BEGIN MATERIAL FOR THIS EXERCISE

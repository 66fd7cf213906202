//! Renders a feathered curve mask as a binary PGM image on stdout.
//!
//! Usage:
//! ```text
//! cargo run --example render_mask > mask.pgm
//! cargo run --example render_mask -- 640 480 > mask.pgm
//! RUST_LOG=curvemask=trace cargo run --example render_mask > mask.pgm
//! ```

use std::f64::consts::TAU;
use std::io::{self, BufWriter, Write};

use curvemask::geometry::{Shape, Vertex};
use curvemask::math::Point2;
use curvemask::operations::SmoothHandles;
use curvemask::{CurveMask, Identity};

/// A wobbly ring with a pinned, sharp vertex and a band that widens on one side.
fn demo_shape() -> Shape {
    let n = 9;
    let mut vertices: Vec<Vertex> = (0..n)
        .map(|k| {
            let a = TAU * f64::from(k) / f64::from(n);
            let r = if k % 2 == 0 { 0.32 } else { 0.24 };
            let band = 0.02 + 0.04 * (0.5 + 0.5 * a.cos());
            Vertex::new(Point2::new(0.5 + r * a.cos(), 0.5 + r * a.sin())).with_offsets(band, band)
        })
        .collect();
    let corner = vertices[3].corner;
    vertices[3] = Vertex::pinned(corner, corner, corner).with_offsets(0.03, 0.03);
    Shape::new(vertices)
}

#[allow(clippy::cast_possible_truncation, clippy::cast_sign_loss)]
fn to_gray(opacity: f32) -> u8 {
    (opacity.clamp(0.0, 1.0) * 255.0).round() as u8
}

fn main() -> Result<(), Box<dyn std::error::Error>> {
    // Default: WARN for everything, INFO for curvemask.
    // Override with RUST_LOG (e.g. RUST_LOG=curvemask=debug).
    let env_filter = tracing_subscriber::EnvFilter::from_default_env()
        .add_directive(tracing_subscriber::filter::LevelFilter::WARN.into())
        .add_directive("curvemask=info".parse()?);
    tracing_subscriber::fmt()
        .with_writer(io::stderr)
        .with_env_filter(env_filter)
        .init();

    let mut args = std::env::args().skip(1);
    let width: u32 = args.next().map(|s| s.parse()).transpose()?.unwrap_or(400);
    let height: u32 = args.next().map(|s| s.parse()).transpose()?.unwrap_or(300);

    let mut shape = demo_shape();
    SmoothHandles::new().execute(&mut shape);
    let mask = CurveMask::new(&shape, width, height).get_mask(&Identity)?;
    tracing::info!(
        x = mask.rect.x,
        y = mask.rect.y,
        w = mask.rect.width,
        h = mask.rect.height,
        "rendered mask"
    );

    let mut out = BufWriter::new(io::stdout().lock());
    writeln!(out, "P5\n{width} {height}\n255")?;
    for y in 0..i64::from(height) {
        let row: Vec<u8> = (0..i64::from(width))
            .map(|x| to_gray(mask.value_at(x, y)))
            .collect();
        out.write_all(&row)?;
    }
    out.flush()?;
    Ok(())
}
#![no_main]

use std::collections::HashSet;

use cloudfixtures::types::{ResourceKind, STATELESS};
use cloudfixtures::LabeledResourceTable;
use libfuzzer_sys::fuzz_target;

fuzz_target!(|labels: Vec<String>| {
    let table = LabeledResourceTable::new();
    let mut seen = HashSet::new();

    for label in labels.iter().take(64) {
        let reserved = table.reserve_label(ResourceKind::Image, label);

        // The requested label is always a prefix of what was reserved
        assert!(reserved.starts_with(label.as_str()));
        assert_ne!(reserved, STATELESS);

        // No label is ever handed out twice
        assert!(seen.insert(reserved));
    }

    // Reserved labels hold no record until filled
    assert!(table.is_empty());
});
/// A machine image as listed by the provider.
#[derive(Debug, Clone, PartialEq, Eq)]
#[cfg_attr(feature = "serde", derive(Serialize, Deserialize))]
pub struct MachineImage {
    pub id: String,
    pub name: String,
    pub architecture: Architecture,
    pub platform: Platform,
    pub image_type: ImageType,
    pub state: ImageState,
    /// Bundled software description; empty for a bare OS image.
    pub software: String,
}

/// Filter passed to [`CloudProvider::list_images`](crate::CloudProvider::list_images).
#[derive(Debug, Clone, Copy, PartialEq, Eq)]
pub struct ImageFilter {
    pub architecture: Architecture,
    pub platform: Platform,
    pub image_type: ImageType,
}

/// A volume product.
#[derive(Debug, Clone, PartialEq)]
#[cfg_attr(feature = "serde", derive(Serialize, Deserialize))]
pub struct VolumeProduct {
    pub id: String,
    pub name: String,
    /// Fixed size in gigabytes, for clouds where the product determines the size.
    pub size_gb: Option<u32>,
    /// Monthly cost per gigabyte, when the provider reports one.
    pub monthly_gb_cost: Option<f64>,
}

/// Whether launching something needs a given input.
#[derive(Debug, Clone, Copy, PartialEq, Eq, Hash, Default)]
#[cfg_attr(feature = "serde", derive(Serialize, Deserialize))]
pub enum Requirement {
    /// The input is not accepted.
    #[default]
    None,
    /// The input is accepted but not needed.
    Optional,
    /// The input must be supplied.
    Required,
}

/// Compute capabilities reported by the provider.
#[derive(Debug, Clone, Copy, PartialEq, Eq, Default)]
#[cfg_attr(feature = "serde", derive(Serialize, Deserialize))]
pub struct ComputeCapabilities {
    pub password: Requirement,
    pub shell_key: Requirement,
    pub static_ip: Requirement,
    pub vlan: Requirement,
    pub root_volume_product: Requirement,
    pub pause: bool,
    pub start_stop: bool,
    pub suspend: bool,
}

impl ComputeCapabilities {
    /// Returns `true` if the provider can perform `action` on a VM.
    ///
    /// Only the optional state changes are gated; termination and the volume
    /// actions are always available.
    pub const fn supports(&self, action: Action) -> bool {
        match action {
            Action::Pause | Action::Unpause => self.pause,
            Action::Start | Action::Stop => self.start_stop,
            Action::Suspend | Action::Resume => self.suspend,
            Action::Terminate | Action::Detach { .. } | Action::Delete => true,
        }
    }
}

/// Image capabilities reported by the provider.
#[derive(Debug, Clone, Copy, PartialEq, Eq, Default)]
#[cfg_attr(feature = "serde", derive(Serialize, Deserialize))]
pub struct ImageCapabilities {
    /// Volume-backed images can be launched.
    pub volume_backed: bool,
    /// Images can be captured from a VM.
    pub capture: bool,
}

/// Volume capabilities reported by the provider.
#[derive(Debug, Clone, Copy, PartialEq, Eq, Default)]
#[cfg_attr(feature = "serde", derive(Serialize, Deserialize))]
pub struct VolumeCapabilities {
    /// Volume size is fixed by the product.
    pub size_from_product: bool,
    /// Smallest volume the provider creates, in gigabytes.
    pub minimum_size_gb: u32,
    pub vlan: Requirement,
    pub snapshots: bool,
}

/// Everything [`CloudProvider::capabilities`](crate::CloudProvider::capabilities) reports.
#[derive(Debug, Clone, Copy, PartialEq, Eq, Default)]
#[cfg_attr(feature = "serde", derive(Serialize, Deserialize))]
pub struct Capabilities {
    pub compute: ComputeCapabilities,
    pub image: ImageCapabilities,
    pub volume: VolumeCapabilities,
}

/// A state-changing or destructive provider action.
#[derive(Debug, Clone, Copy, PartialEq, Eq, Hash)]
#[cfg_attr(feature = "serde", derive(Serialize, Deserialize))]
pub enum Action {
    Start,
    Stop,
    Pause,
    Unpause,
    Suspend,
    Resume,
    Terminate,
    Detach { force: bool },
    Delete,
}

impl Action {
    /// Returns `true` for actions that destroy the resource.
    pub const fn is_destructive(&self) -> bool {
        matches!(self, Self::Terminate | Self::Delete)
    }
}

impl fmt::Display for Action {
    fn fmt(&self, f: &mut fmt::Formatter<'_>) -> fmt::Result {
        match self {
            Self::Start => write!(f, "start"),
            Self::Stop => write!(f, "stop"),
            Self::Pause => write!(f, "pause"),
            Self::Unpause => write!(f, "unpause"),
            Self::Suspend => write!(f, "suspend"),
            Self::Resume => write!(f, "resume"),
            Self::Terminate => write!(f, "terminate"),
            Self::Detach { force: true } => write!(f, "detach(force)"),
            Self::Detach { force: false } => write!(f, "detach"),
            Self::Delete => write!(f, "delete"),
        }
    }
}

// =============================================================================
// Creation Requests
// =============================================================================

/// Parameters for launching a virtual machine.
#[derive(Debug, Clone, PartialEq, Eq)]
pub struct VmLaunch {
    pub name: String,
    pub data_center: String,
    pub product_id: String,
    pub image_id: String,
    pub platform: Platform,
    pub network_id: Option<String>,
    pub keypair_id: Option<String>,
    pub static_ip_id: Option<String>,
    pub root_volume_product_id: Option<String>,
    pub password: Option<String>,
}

END MATERIAL FOR THIS EXERCISE

AIM OF THE TASK:
Lines from the entries that contain the string "impl" are what must be copied.

ANSWER AREA:
impl ComputeCapabilities {
impl Action {
impl fmt::Display for Action {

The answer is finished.